6. The battery maker of claim 5, wherein the first reloading mechanism (23) further comprises a first index rail (232), a first mounting base (233), a first reloading driver (236 a) and a first index driver (236 e), the first mounting base (233) is movably connected to the first index rail (232), the first reloading driver (236 a) is connected to the first mounting base (233), the driving end of the first reloading driver (236 a) is connected to the first reloading tray (234), and the driving end of the first index driver (236 e) is connected to the first mounting base (233); the second material changing mechanism (24) further comprises a second transposition guide rail (242), a second mounting seat (243), a second material absorbing driver (246 a) and a second transposition driver (246 e), wherein the second mounting seat (243) is movably connected to the second transposition guide rail (242), the second material absorbing driver (246 a) is connected to the second mounting seat (243), the driving end of the second material absorbing driver (246 a) is connected with the second material absorbing disc (244), and the driving end of the second material absorbing driver (246 e) is connected with the second mounting seat (243).

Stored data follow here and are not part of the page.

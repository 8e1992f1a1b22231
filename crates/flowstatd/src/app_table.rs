//! Application descriptions from the protocol and service databases.

use crate::error::ReloadError;
use ahash::RandomState;
use std::collections::HashMap;
use std::fs;
use std::path::Path;
use tracing::info;

/// Longest description emitted, in bytes.
pub const MAX_APP_DESC_LEN: usize = 43;

const IPPROTO_TCP: u8 = 6;
const IPPROTO_UDP: u8 = 17;

/// Maps application ids (`proto << 16 | port`) to display names.
#[derive(Debug, Clone, Default)]
pub struct AppTable {
    entries: HashMap<u32, String, RandomState>,
}

impl AppTable {
    pub fn new() -> Self {
        Self::default()
    }

    /// Builds the table from `protocols(5)` and `services(5)` formatted text.
    ///
    /// Every known protocol gets a `name(number)` entry, except TCP and UDP
    /// which get one `tcp(6)/service(port)` entry per service instead. The
    /// first name listed for a number wins.
    pub fn from_databases(protocols: &str, services: &str) -> Self {
        let mut protos: HashMap<u8, &str, RandomState> = HashMap::default();
        for (name, number) in db_entries(protocols) {
            if let Ok(proto) = number.parse::<u8>() {
                protos.entry(proto).or_insert(name);
            }
        }

        let mut entries: HashMap<u32, String, RandomState> = HashMap::default();
        let mut add = |app: u32, desc: String| {
            entries.entry(app).or_insert_with(|| truncate(desc));
        };

        for (&proto, name) in &protos {
            if proto != IPPROTO_TCP && proto != IPPROTO_UDP {
                add(u32::from(proto) << 16, format!("{}({})", name, proto));
            }
        }

        for (name, port_proto) in db_entries(services) {
            let Some((port, transport)) = port_proto.split_once('/') else {
                continue;
            };
            let Ok(port) = port.parse::<u16>() else {
                continue;
            };
            let (proto, label) = match transport {
                "tcp" => (IPPROTO_TCP, "tcp(6)"),
                "udp" => (IPPROTO_UDP, "udp(17)"),
                _ => continue,
            };
            if protos.contains_key(&proto) {
                let app = u32::from(proto) << 16 | u32::from(port);
                add(app, format!("{}/{}({})", label, name, port));
            }
        }

        AppTable { entries }
    }

    /// Reads both databases from disk.
    pub fn load(protocols_path: &Path, services_path: &Path) -> Result<Self, ReloadError> {
        let read = |path: &Path| {
            fs::read_to_string(path).map_err(|source| ReloadError::Io {
                path: path.to_path_buf(),
                source,
            })
        };
        let table = Self::from_databases(&read(protocols_path)?, &read(services_path)?);
        info!(
            protocols = %protocols_path.display(),
            services = %services_path.display(),
            entries = table.len(),
            "loaded application table"
        );
        Ok(table)
    }

    pub fn len(&self) -> usize {
        self.entries.len()
    }

    pub fn is_empty(&self) -> bool {
        self.entries.is_empty()
    }

    /// Description of `app`, falling back to `unknown` names for ids not in
    /// the table.
    pub fn describe(&self, app: u32) -> String {
        if let Some(desc) = self.entries.get(&app) {
            return desc.clone();
        }
        let port = app & 0xffff;
        match app >> 16 {
            6 => format!("tcp(6)/unknown({})", port),
            17 => format!("udp(17)/unknown({})", port),
            _ => format!("unknown({})", port),
        }
    }
}

/// Yields the first two fields of every non-comment line.
fn db_entries(text: &str) -> impl Iterator<Item = (&str, &str)> {
    text.lines().filter_map(|line| {
        let line = line.split('#').next().unwrap_or_default();
        let mut fields = line.split_whitespace();
        Some((fields.next()?, fields.next()?))
    })
}

fn truncate(mut desc: String) -> String {
    if desc.len() > MAX_APP_DESC_LEN {
        let mut end = MAX_APP_DESC_LEN;
        while !desc.is_char_boundary(end) {
            end -= 1;
        }
        desc.truncate(end);
    }
    desc
}
//! Per-core flow tables.

use crate::flow::{FlowCounters, FlowKey, FlowRecord};
use ahash::RandomState;
use parking_lot::{Mutex, MutexGuard};
use std::collections::HashMap;
use std::mem;

/// Counters keyed by reduced flow key, bounded by a flow ceiling.
#[derive(Debug, Default)]
pub struct FlowTable {
    flows: HashMap<FlowKey, FlowCounters, RandomState>,
    /// 0 disables the ceiling
    max_flows: usize,
}

impl FlowTable {
    pub fn new(max_flows: usize) -> Self {
        FlowTable {
            flows: HashMap::default(),
            max_flows,
        }
    }

    /// Adds one packet of `bytes` to `key`.
    ///
    /// Returns false when `key` is new and the table is full; the packet is
    /// then not counted.
    pub fn record(&mut self, key: FlowKey, bytes: u32) -> bool {
        if let Some(counters) = self.flows.get_mut(&key) {
            counters.add(bytes);
            return true;
        }
        if self.max_flows != 0 && self.flows.len() >= self.max_flows {
            return false;
        }
        self.flows.entry(key).or_default().add(bytes);
        true
    }

    pub fn get(&self, key: &FlowKey) -> Option<FlowCounters> {
        self.flows.get(key).copied()
    }

    pub fn len(&self) -> usize {
        self.flows.len()
    }

    pub fn is_empty(&self) -> bool {
        self.flows.is_empty()
    }

    /// Hands back every flow and leaves the table empty.
    pub fn drain(&mut self) -> Vec<FlowRecord> {
        let flows = mem::take(&mut self.flows);
        flows
            .into_iter()
            .map(|(key, counters)| FlowRecord {
                key,
                packets: counters.packets,
                bytes: counters.bytes,
            })
            .collect()
    }
}

/// The flow table of one capture core.
///
/// The capture worker holds the lock for one receive burst at a time; the
/// exporter holds it only long enough to swap the table out.
#[derive(Debug)]
pub struct Aggregator {
    core: u32,
    table: Mutex<FlowTable>,
}

impl Aggregator {
    pub fn new(core: u32, max_flows: usize) -> Self {
        Aggregator {
            core,
            table: Mutex::new(FlowTable::new(max_flows)),
        }
    }

    pub fn core(&self) -> u32 {
        self.core
    }

    pub fn lock(&self) -> MutexGuard<'_, FlowTable> {
        self.table.lock()
    }

    /// Swaps in an empty table and returns the previous contents.
    pub fn drain(&self) -> Vec<FlowRecord> {
        let mut full = {
            let mut table = self.table.lock();
            let max_flows = table.max_flows;
            mem::replace(&mut *table, FlowTable::new(max_flows))
        };
        full.drain()
    }

    pub fn len(&self) -> usize {
        self.table.lock().len()
    }

    pub fn is_empty(&self) -> bool {
        self.len() == 0
    }
}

7. A battery manufacturing method comprising the battery manufacturing machine according to any one of claims 1 to 6, the battery manufacturing method comprising the steps of:

the first material belt for standby is output outwards by using a feeding disc (14 a) of the first material belt deviation correcting device (10 a), the second material belt for standby is output outwards by using a material preparation disc (14 b) of the second material belt deviation correcting device (10 b), and the first material belt and the second material belt pass through the automatic belt connecting device (20);

the first material sucking disc (234) and the second material sucking disc (244) of the automatic tape connecting device (20) are utilized to press the first material tape and the second material tape in a fitting way, and the material sucking areas of the first material sucking disc (234) and the second material sucking disc (244) are utilized to suck the first material tape and the second material tape;

driving a cutter (2362) to cut off the first material belt and the second material belt by using a cutting driver (236 b), cutting the first material belt into a waste belt and a first material belt to be received, and cutting the second material belt into a waste belt and a second material belt to be received;

driving the first suction tray (234) and the second suction tray (244) to be separated, enabling the first suction tray (234) to absorb the cut first material belt, and enabling the second suction tray (244) to absorb the cut second material belt;

one suction area of the first suction disc (234) is utilized to adsorb a first material to be received, the other suction area is utilized to release a waste material belt, one suction area of the second suction disc (244) is utilized to adsorb a second material to be received, and the other two suction areas are utilized to release the waste material belt;

Driving the first suction tray (234) and the second suction tray (244) to be attached, utilizing the first suction tray (234) to adsorb a first material to be connected belt and a second material to be connected belt, and simultaneously utilizing the second suction tray (244) to release the second material to be connected belt;

driving the first suction tray (234) and the second suction tray (244) to be separated, and sticking adhesive tapes on one sides of the first material to be received and the second material to be received; and

the deviation correcting driver (15) is utilized to drive the material preparation disc (14 b) to reciprocate along the axis direction of the flange seat (13).